Stored items:
- Opening Delimiter -

use gym_dashboard::{ApiClient, AppState, Settings, router};
use tracing::info;
use tracing_subscriber::{EnvFilter, fmt};

#[tokio::main]
async fn main() -> Result<(), Box<dyn std::error::Error>> {
    fmt()
        .with_env_filter(EnvFilter::from_default_env().add_directive("info".parse()?))
        .init();

    let settings = Settings::from_env();
    let client = ApiClient::new(settings.api_url.as_str())?;
    info!("reporting API at {}", client.base_url());

    let app = router(AppState::new(client));
    let addr = settings.addr();

    info!("listening on http://{addr}");
    let listener = tokio::net::TcpListener::bind(addr).await?;
    axum::serve(listener, app)
        .with_graceful_shutdown(shutdown_signal())
        .await?;

    Ok(())
}

async fn shutdown_signal() {
    if tokio::signal::ctrl_c().await.is_ok() {
        info!("shutting down");
    }
}
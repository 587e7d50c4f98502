use crate::format::format_currency;
use crate::models::{DetailRow, ReportDetails};
use crate::series::coerce_signed;
use serde_json::Value;

const PAYER_CATEGORIES: [(&str, &str); 4] = [
    ("big", "الكبار"),
    ("med", "الشبان"),
    ("small", "الصغار"),
    ("women", "النساء"),
];

/// Flattens the `income`/`expenses` breakdown objects of a financial report
/// into table rows. Sections the backend leaves out are skipped.
pub fn report_details(income: &Value, expenses: &Value) -> ReportDetails {
    ReportDetails {
        income: income_rows(income),
        expenses: expense_rows(expenses),
    }
}

pub fn income_rows(income: &Value) -> Vec<DetailRow> {
    let mut rows = Vec::new();

    if let Some(payments) = section(income, "payments") {
        let by_category = section(payments, "by_category");
        let payers: f64 = by_category
            .and_then(Value::as_object)
            .map(|counts| counts.values().map(coerce_signed).sum())
            .unwrap_or(0.0);
        let note = by_category.map(|counts| {
            PAYER_CATEGORIES
                .iter()
                .map(|(key, label)| format!("{label}: {}", count_text(coerce_signed(&counts[*key]))))
                .collect::<Vec<_>>()
                .join(" • ")
        });
        rows.push(row("اشتراكات الأعضاء", note, count_text(payers), &payments["total"]));
    }

    if let Some(articles) = section(income, "articles") {
        let count = count_text(coerce_signed(&articles["count"]));
        rows.push(row("الأنشطة والدورات", None, count, &articles["total"]));
    }

    rows.extend(item_rows(income, "added_payments"));
    rows
}

pub fn expense_rows(expenses: &Value) -> Vec<DetailRow> {
    let mut rows = Vec::new();

    if let Some(rent) = section(expenses, "rent") {
        rows.push(row("الإيجار", None, months_text(&rent["months"]), &rent["total"]));
    }

    let members = section(expenses, "staff")
        .and_then(|staff| staff["members"].as_array())
        .into_iter()
        .flatten();
    for member in members {
        rows.push(row(
            member["name"].as_str().unwrap_or_default(),
            Some("راتب".to_string()),
            months_text(&member["months"]),
            &member["total"],
        ));
    }

    if let Some(articles) = section(expenses, "articles") {
        let count = count_text(coerce_signed(&articles["count"]));
        rows.push(row("تكاليف الأنشطة", None, count, &articles["total"]));
    }

    rows.extend(item_rows(expenses, "costs"));
    rows
}

fn item_rows(parent: &Value, key: &str) -> Vec<DetailRow> {
    section(parent, key)
        .and_then(|items| items["items"].as_array())
        .map(|items| {
            items
                .iter()
                .map(|item| {
                    let note = item["description"]
                        .as_str()
                        .filter(|text| !text.trim().is_empty())
                        .map(str::to_string);
                    row(
                        item["title"].as_str().unwrap_or_default(),
                        note,
                        "-".to_string(),
                        &item["amount"],
                    )
                })
                .collect()
        })
        .unwrap_or_default()
}

fn section<'a>(parent: &'a Value, key: &str) -> Option<&'a Value> {
    parent.get(key).filter(|value| value.is_object())
}

fn row(label: &str, note: Option<String>, quantity: String, amount: &Value) -> DetailRow {
    let amount = coerce_signed(amount);
    DetailRow {
        label: label.to_string(),
        note,
        quantity,
        amount,
        amount_text: format_currency(amount),
    }
}

fn months_text(value: &Value) -> String {
    format!("{} شهر", count_text(coerce_signed(value)))
}

fn count_text(count: f64) -> String {
    if count.fract() == 0.0 {
        format!("{count:.0}")
    } else {
        count.to_string()
    }
}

- Closing Delimiter -

→ WORK REQUIRED
Would you please return all lines of the data that include the word "label"?

→ REPLY TO THE EXERCISE
                .map(|(key, label)| format!("{label}: {}", count_text(coerce_signed(&counts[*key]))))
fn row(label: &str, note: Option<String>, quantity: String, amount: &Value) -> DetailRow {
        label: label.to_string(),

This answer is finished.